Three of the PDFs summarize the results when the simulated data were analyzed
under the model specified in the ``dpp-simple.cfg`` configuration file, and
thus their file names begin with ``dpp-simple``.
The other three summarize the results when the simulated data were analyzed
under the model specified in ``msbayes.cfg``, and thus their file names begin
with ``msbayes``.

Let's take a look at the three kinds of plots that are created.

CV accuracy plots
=================

These plots simply compare the true versus estimated (posterior median) values
for the coefficient of variation (CV) of divergence times.

.. _cv_accuracy_plot:
.. figure:: /_static/dpp-simple_accuracy_cv_median.png
    :align: center
    :width: 600 px
    :figwidth: 60%
    :alt: CV accuracy plots

    The true versus estimated values of the coefficient of variation of
    divergence times.

Histograms of the estimated number of divergence events
=======================================================

These plots show a histogram of the estimated (posterior mode) number of
divergence events across all the analyses of simulated data.

.. _power_psi_mode_plot:
.. figure:: /_static/dpp-simple_power_psi_mode.png
    :align: center
    :width: 600 px
    :figwidth: 60%
    :alt: Histograms of the estimated number of divergence events

    Histograms of the estimated number of divergence events.

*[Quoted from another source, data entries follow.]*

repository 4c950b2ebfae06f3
//! Message types for inter-layer communication in the actor-based architecture.
//!
//! This module defines all messages that flow between the UI, App, and Network layers.

pub mod ui_events;
pub mod network;
pub mod render;

pub use ui_events::UiEvent;
pub use network::{NetworkCommand, NetworkResponse};
pub use render::RenderState;
use serde::{Deserialize, Serialize};

/// A customer record as served by `GET /api/customers`
#[derive(Clone, Debug, PartialEq, Serialize, Deserialize)]
#[serde(rename_all = "camelCase")]
pub struct Customer {
    #[serde(default, skip_serializing_if = "Option::is_none")]
    pub id: Option<String>,
    pub first_name: String,
    pub last_name: String,
    pub email: String,
    #[serde(default, skip_serializing_if = "Option::is_none")]
    pub phone_number: Option<String>,
    #[serde(default, skip_serializing_if = "Option::is_none")]
    pub address: Option<String>,
}

impl Customer {
    /// Synthesize a display record from a submitted draft
    pub fn from_draft(draft: &CustomerDraft, id: impl Into<String>) -> Self {
        Customer {
            id: Some(id.into()),
            first_name: draft.first_name.clone(),
            last_name: draft.last_name.clone(),
            email: draft.email.clone(),
            phone_number: non_empty(&draft.phone_number),
            address: non_empty(&draft.address),
        }
    }
}

fn non_empty(value: &str) -> Option<String> {
    if value.is_empty() {
        None
    } else {
        Some(value.to_string())
    }
}

/// Unsaved form values; also the `POST /api/customers` body
#[derive(Clone, Debug, Default, PartialEq, Serialize)]
#[serde(rename_all = "camelCase")]
pub struct CustomerDraft {
    pub first_name: String,
    pub last_name: String,
    pub email: String,
    pub address: String,
    pub phone_number: String,
}

impl CustomerDraft {
    pub fn field(&self, field: DraftField) -> &str {
        match field {
            DraftField::FirstName => &self.first_name,
            DraftField::LastName => &self.last_name,
            DraftField::Email => &self.email,
            DraftField::PhoneNumber => &self.phone_number,
            DraftField::Address => &self.address,
        }
    }

    pub fn field_mut(&mut self, field: DraftField) -> &mut String {
        match field {
            DraftField::FirstName => &mut self.first_name,
            DraftField::LastName => &mut self.last_name,
            DraftField::Email => &mut self.email,
            DraftField::PhoneNumber => &mut self.phone_number,
            DraftField::Address => &mut self.address,
        }
    }

    pub fn is_empty(&self) -> bool {
        DraftField::ALL.iter().all(|f| self.field(*f).is_empty())
    }
}

/// Form fields in display order
#[derive(Clone, Copy, Debug, Default, PartialEq, Eq)]
pub enum DraftField {
    #[default]
    FirstName,
    LastName,
    Email,
    PhoneNumber,
    Address,
}

impl DraftField {
    pub const ALL: [DraftField; 5] = [
        DraftField::FirstName,
        DraftField::LastName,
        DraftField::Email,
        DraftField::PhoneNumber,
        DraftField::Address,
    ];

    pub fn label(&self) -> &'static str {
        match self {
            DraftField::FirstName => "First Name",
            DraftField::LastName => "Last Name",
            DraftField::Email => "Email",
            DraftField::PhoneNumber => "Phone Number",
            DraftField::Address => "Address",
        }
    }

    pub fn is_required(&self) -> bool {
        matches!(self, DraftField::FirstName | DraftField::LastName | DraftField::Email)
    }

    pub fn next(&self) -> DraftField {
        match self {
            DraftField::FirstName => DraftField::LastName,
            DraftField::LastName => DraftField::Email,
            DraftField::Email => DraftField::PhoneNumber,
            DraftField::PhoneNumber => DraftField::Address,
            DraftField::Address => DraftField::FirstName,
        }
    }

    pub fn prev(&self) -> DraftField {
        match self {
            DraftField::FirstName => DraftField::Address,
            DraftField::LastName => DraftField::FirstName,
            DraftField::Email => DraftField::LastName,
            DraftField::PhoneNumber => DraftField::Email,
            DraftField::Address => DraftField::PhoneNumber,
        }
    }
}

/// Per-field validation flags; `true` means invalid
#[derive(Clone, Copy, Debug, Default, PartialEq, Eq)]
pub struct FieldErrors {
    pub first_name: bool,
    pub last_name: bool,
    pub email: bool,
}

impl FieldErrors {
    pub fn any(&self) -> bool {
        self.first_name || self.last_name || self.email
    }

    pub fn get(&self, field: DraftField) -> bool {
        match field {
            DraftField::FirstName => self.first_name,
            DraftField::LastName => self.last_name,
            DraftField::Email => self.email,
            DraftField::PhoneNumber | DraftField::Address => false,
        }
    }

    /// Clear a single field's flag
    pub fn clear(&mut self, field: DraftField) {
        match field {
            DraftField::FirstName => self.first_name = false,
            DraftField::LastName => self.last_name = false,
            DraftField::Email => self.email = false,
            DraftField::PhoneNumber | DraftField::Address => {}
        }
    }
}

#[cfg(test)]
mod tests {
    use super::*;

    #[test]
    fn test_customer_missing_optional_fields() {
        let json = r#"[{"id":"1","firstName":"A","lastName":"B","email":"a@b.com"}]"#;
        let customers: Vec<Customer> = serde_json::from_str(json).unwrap();
        assert_eq!(customers.len(), 1);
        assert_eq!(customers[0].id.as_deref(), Some("1"));
        assert_eq!(customers[0].phone_number, None);
        assert_eq!(customers[0].address, None);
    }

    #[test]
    fn test_draft_body_has_all_keys() {
        let draft = CustomerDraft {
            first_name: "X".into(),
            last_name: "Y".into(),
            email: "x@y.com".into(),
            ..Default::default()
        };
        let value = serde_json::to_value(&draft).unwrap();
        let object = value.as_object().unwrap();
        assert_eq!(object.len(), 5);
        assert_eq!(object["firstName"], "X");
        assert_eq!(object["lastName"], "Y");
        assert_eq!(object["email"], "x@y.com");
        assert_eq!(object["address"], "");
        assert_eq!(object["phoneNumber"], "");
    }

    #[test]
    fn test_from_draft_drops_empty_optionals() {
        let draft = CustomerDraft {
            first_name: "X".into(),
            last_name: "Y".into(),
            email: "x@y.com".into(),
            phone_number: "555-0100".into(),
            ..Default::default()
        };
        let customer = Customer::from_draft(&draft, "1700000000000");
        assert_eq!(customer.id.as_deref(), Some("1700000000000"));
        assert_eq!(customer.phone_number.as_deref(), Some("555-0100"));
        assert_eq!(customer.address, None);
    }

    #[test]
    fn test_field_cycle_wraps() {
        let mut field = DraftField::FirstName;
        for _ in 0..DraftField::ALL.len() {
            field = field.next();
        }
        assert_eq!(field, DraftField::FirstName);
        assert_eq!(DraftField::FirstName.prev(), DraftField::Address);
    }

    #[test]
    fn test_clear_optional_field_error_is_noop() {
        let mut errors = FieldErrors { first_name: true, last_name: true, email: true };
        errors.clear(DraftField::Address);
        assert!(errors.first_name && errors.last_name && errors.email);
        errors.clear(DraftField::LastName);
        assert!(errors.first_name && !errors.last_name && errors.email);
    }
}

Histograms of the support for the single divergence model
=========================================================

These plots show the histograms of the approximated posterior probability of
the single-divergence-event model across all the analyses of simulated data.

.. _power_psi_prob_plot:
.. figure:: /_static/dpp-simple_power_psi_prob.png
    :align: center
    :width: 600 px
    :figwidth: 60%
    :alt: Histogram of the support for the single divergence model

    Histogram of the support (posterior probability) for the single divergence
    model.